> [Records provided]:
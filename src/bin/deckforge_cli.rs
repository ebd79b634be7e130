//! DeckForge CLI
//!
//! Commands: components, validate, assemble, render, generate, seed
//! Outputs JSON to stdout, logs to stderr
//! Returns 2 on validation failure

use clap::{Parser, Subcommand};
use serde_json::{json, Value};
use std::path::{Path, PathBuf};
use std::process::ExitCode;
use std::sync::Arc;
use tracing_subscriber::{fmt, layer::SubscriberExt, util::SubscriberInitExt, EnvFilter};

use deckforge_core::{
    library, Blueprint, BlueprintAssembler, Category, ComponentFilter, ComponentRegistry, ContentParser,
    DocumentCompositor, EngineConfig, Executor, FsSink, GenerationParameters, GenerationPipeline,
    GenerationRequest, HeuristicParser, SchemaValidator, Theme,
};

#[derive(Parser)]
#[command(name = "deckforge-cli")]
#[command(about = "DeckForge CLI - Slide Deck Compiler")]
struct Cli {
    #[command(subcommand)]
    command: Commands,

    /// Directory of additional USER component definitions
    #[arg(short, long)]
    components_dir: Option<PathBuf>,
}

#[derive(Subcommand)]
enum Commands {
    /// List available components
    Components {
        /// Only this category (TITLE, DATA, ...)
        #[arg(long)]
        category: Option<String>,
    },

    /// Validate a payload against a component schema
    Validate {
        /// Component ID
        #[arg(short = 'i', long)]
        component: String,

        /// JSON payload
        #[arg(short, long)]
        payload: String,
    },

    /// Parse a text file and print the assembled blueprint
    Assemble {
        /// Source text file
        input: PathBuf,

        /// JSON GenerationParameters
        #[arg(long)]
        params: Option<String>,
    },

    /// Render a blueprint JSON file to PDF
    Render {
        /// Blueprint JSON file
        blueprint: PathBuf,

        /// Output PDF path
        #[arg(short, long)]
        out: PathBuf,

        /// Theme JSON file
        #[arg(long)]
        theme: Option<PathBuf>,
    },

    /// Run the full pipeline on a text file
    Generate {
        /// Source text file
        input: PathBuf,

        /// Directory the PDF is written to
        #[arg(short, long, default_value = "out")]
        out_dir: PathBuf,

        /// JSON GenerationParameters
        #[arg(long)]
        params: Option<String>,

        /// Theme JSON file
        #[arg(long)]
        theme: Option<PathBuf>,
    },

    /// Reseed the CORE library and report the counts
    Seed,
}

fn init_tracing() {
    let mut filter = EnvFilter::from_default_env();
    if let Ok(directive) = "deckforge=info".parse() {
        filter = filter.add_directive(directive);
    }
    tracing_subscriber::registry()
        .with(filter)
        .with(fmt::layer().with_writer(std::io::stderr))
        .init();
}

fn emit(value: &Value) {
    println!("{}", serde_json::to_string_pretty(value).unwrap_or_else(|_| value.to_string()));
}

fn fail(message: impl std::fmt::Display) -> ExitCode {
    emit(&json!({ "success": false, "error": message.to_string() }));
    ExitCode::FAILURE
}

fn read_json<T: serde::de::DeserializeOwned>(path: &Path) -> Result<T, String> {
    let text = std::fs::read_to_string(path).map_err(|e| format!("{}: {}", path.display(), e))?;
    serde_json::from_str(&text).map_err(|e| format!("{}: {}", path.display(), e))
}

fn params_from(raw: Option<&str>) -> Result<GenerationParameters, String> {
    match raw {
        None => Ok(GenerationParameters::default()),
        Some(raw) => serde_json::from_str(raw).map_err(|e| format!("Invalid params: {}", e)),
    }
}

fn theme_from(path: Option<&Path>) -> Result<Theme, String> {
    path.map_or_else(|| Ok(Theme::default()), read_json)
}

fn open_registry(components_dir: Option<&Path>) -> Result<ComponentRegistry, String> {
    let registry = ComponentRegistry::in_memory();
    library::seed(&registry).map_err(|e| e.to_string())?;
    if let Some(dir) = components_dir {
        let loaded = registry.load_user_dir(dir).map_err(|e| e.to_string())?;
        tracing::info!(loaded, dir = %dir.display(), "user components loaded");
    }
    Ok(registry)
}

#[tokio::main]
async fn main() -> ExitCode {
    dotenvy::dotenv().ok();
    init_tracing();
    let cli = Cli::parse();

    let config = match EngineConfig::from_env() {
        Ok(c) => c,
        Err(e) => return fail(e),
    };
    let registry = match open_registry(cli.components_dir.as_deref()) {
        Ok(r) => r,
        Err(e) => return fail(format!("Failed to load components: {}", e)),
    };

    match cli.command {
        Commands::Components { category } => {
            let category = match category.as_deref().map(|c| Category::parse(c).ok_or(c)) {
                None => None,
                Some(Ok(c)) => Some(c),
                Some(Err(c)) => return fail(format!("Unknown category: {}", c)),
            };
            let components: Vec<_> = registry
                .list(&ComponentFilter { category, is_public: None })
                .iter()
                .map(|c| json!({
                    "id": c.id,
                    "name": c.name,
                    "category": c.category,
                    "version": c.version.to_string(),
                    "tags": c.tags,
                    "origin": c.origin,
                    "popularity": c.popularity,
                    "deprecated": c.deprecated,
                }))
                .collect();
            emit(&Value::Array(components));
            ExitCode::SUCCESS
        }

        Commands::Validate { component, payload } => {
            let payload: Value = match serde_json::from_str(&payload) {
                Ok(p) => p,
                Err(e) => return fail(format!("Invalid payload: {}", e)),
            };
            let component = match registry.get(&component) {
                Ok(c) => c,
                Err(e) => return fail(e),
            };
            let report = SchemaValidator::strict().validate(&payload, &component.data_schema);
            emit(&json!(report));
            if report.valid {
                ExitCode::SUCCESS
            } else {
                ExitCode::from(2)
            }
        }

        Commands::Assemble { input, params } => {
            let run = || -> Result<Value, String> {
                let raw = std::fs::read_to_string(&input).map_err(|e| format!("{}: {}", input.display(), e))?;
                let params = params_from(params.as_deref())?;
                let content = HeuristicParser::new().parse_text(&raw).map_err(|e| e.to_string())?;
                let components = registry.available().map_err(|e| e.to_string())?;
                let assembly = BlueprintAssembler::new()
                    .assemble(&content, &components, &params, None)
                    .map_err(|e| e.to_string())?;
                Ok(json!({
                    "content": content,
                    "strategy": assembly.strategy,
                    "warnings": assembly.warnings,
                    "blueprint": assembly.blueprint,
                }))
            };
            match run() {
                Ok(output) => {
                    emit(&output);
                    ExitCode::SUCCESS
                }
                Err(e) => fail(e),
            }
        }

        Commands::Render { blueprint, out, theme } => {
            let run = || -> Result<Value, String> {
                let blueprint: Blueprint = read_json(&blueprint)?;
                let theme = theme_from(theme.as_deref())?;
                let compositor = DocumentCompositor::new(registry.clone(), Executor::new(config.limits))
                    .parallel(config.parallel_render);
                let document = compositor.compose(&blueprint, &theme).map_err(|e| e.to_string())?;
                let bytes = document.to_pdf().map_err(|e| e.to_string())?;
                std::fs::write(&out, &bytes).map_err(|e| format!("{}: {}", out.display(), e))?;
                Ok(json!({
                    "success": true,
                    "path": out.display().to_string(),
                    "pages": document.page_count(),
                    "placeholders": document.placeholder_count(),
                    "manifestHash": document.manifest_hash,
                }))
            };
            match run() {
                Ok(output) => {
                    emit(&output);
                    ExitCode::SUCCESS
                }
                Err(e) => fail(e),
            }
        }

        Commands::Generate { input, out_dir, params, theme } => {
            let raw = match std::fs::read_to_string(&input) {
                Ok(r) => r,
                Err(e) => return fail(format!("{}: {}", input.display(), e)),
            };
            let (params, theme) = match (params_from(params.as_deref()), theme_from(theme.as_deref())) {
                (Ok(p), Ok(t)) => (p, t),
                (Err(e), _) | (_, Err(e)) => return fail(e),
            };
            let parser: Arc<dyn ContentParser> = Arc::new(HeuristicParser::new());
            let pipeline = GenerationPipeline::new(registry, config)
                .with_parser(parser)
                .with_sink(Arc::new(FsSink::new(out_dir)));
            let request = GenerationRequest::new(raw).with_params(params).with_theme(theme);
            match pipeline.generate(request).await {
                Ok(outcome) => {
                    emit(&json!({
                        "success": true,
                        "location": outcome.location,
                        "slideCount": outcome.slide_count,
                        "strategy": outcome.strategy,
                        "warnings": outcome.warnings,
                        "manifestHash": outcome.document.manifest_hash,
                    }));
                    ExitCode::SUCCESS
                }
                Err(e) => fail(e),
            }
        }

        Commands::Seed => match library::seed(&registry) {
            Ok(report) => {
                emit(&json!({ "success": true, "removed": report.removed, "inserted": report.inserted }));
                ExitCode::SUCCESS
            }
            Err(e) => fail(e),
        },
    }
}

> [Task details]:
Would you quote everything above from the line containing "#[command(subcommand)]" down to the line containing "a component schema"? Include both of those lines and nothing else.

> [Final answer]:
    #[command(subcommand)]
    command: Commands,

    /// Directory of additional USER component definitions
    #[arg(short, long)]
    components_dir: Option<PathBuf>,
}

#[derive(Subcommand)]
enum Commands {
    /// List available components
    Components {
        /// Only this category (TITLE, DATA, ...)
        #[arg(long)]
        category: Option<String>,
    },

    /// Validate a payload against a component schema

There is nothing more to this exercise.